Your goal –
Please find the lines in the entries below that contain the word "super", and copy each one.

Data excerpts –

use super::connect_params::{
    ConnectParams, Endpoint, DEFAULT_HOST, DEFAULT_PORT, DEFAULT_SERVICE, DEFAULT_SOCKET_DIR,
    DEFAULT_SOCKET_PREFIX,
};

/// A builder for `ConnectParams`.
///
/// Unset values fall back to the documented defaults, so the plain
/// `ConnectParams::builder().build()` describes `localhost:postgresql`.
///
/// ```rust
/// use pgconnect::ConnectParams;
///
/// let connect_params = ConnectParams::builder()
///     .hostname("abcd123")
///     .service("2222")
///     .build();
/// ```
///
/// Switch to a Unix-domain socket endpoint with [`local`](Self::local):
///
/// ```rust
/// use pgconnect::ConnectParams;
///
/// let connect_params = ConnectParams::builder()
///     .local()
///     .socket_dir("/tmp")
///     .port("5433")
///     .build();
/// ```
#[derive(Clone, Debug, Default, Eq, PartialEq)]
pub struct ConnectParamsBuilder {
    local: bool,
    hostname: Option<String>,
    service: Option<String>,
    socket_dir: Option<String>,
    socket_prefix: Option<String>,
    port: Option<String>,
}

impl ConnectParamsBuilder {
    /// Creates a new builder.
    pub fn new() -> Self {
        Self::default()
    }

    /// Selects a Unix-domain socket endpoint.
    pub fn local(&mut self) -> &mut Self {
        self.local = true;
        self
    }

    /// Sets the hostname.
    pub fn hostname<H: AsRef<str>>(&mut self, hostname: H) -> &mut Self {
        self.hostname = Some(hostname.as_ref().to_owned());
        self
    }

    /// Sets the TCP service name or port number.
    pub fn service<S: AsRef<str>>(&mut self, service: S) -> &mut Self {
        self.service = Some(service.as_ref().to_owned());
        self
    }

    /// Sets the directory of the socket file (local endpoints).
    pub fn socket_dir<D: AsRef<str>>(&mut self, dir: D) -> &mut Self {
        self.socket_dir = Some(dir.as_ref().to_owned());
        self
    }

    /// Sets the file-name prefix of the socket file (local endpoints).
    pub fn socket_prefix<P: AsRef<str>>(&mut self, prefix: P) -> &mut Self {
        self.socket_prefix = Some(prefix.as_ref().to_owned());
        self
    }

    /// Sets the port that is appended to the socket file name (local endpoints).
    pub fn port<P: AsRef<str>>(&mut self, port: P) -> &mut Self {
        self.port = Some(port.as_ref().to_owned());
        self
    }

    /// Constructs the `ConnectParams`.
    pub fn build(&self) -> ConnectParams {
        if self.local {
            ConnectParams::local(
                self.port.as_deref().unwrap_or(DEFAULT_PORT),
                self.socket_dir.as_deref().unwrap_or(DEFAULT_SOCKET_DIR),
                self.socket_prefix.as_deref().unwrap_or(DEFAULT_SOCKET_PREFIX),
            )
        } else {
            ConnectParams::new(Endpoint::Tcp {
                host: self
                    .hostname
                    .as_deref()
                    .unwrap_or(DEFAULT_HOST)
                    .to_owned(),
                service: self
                    .service
                    .as_deref()
                    .unwrap_or(DEFAULT_SERVICE)
                    .to_owned(),
            })
        }
    }
}

#[cfg(test)]
mod tests {
    use super::ConnectParamsBuilder;
    use crate::conn::Endpoint;

    #[test]
    fn test_defaults() {
        let params = ConnectParamsBuilder::new().build();
        assert_eq!(
            *params.endpoint(),
            Endpoint::Tcp {
                host: "localhost".to_string(),
                service: "postgresql".to_string(),
            }
        );

        let params = ConnectParamsBuilder::new().local().build();
        assert_eq!(params.to_string(), "/private/tmp/.s.PGSQL.5432");
    }
}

Your response –
use super::connect_params::{
    use super::ConnectParamsBuilder;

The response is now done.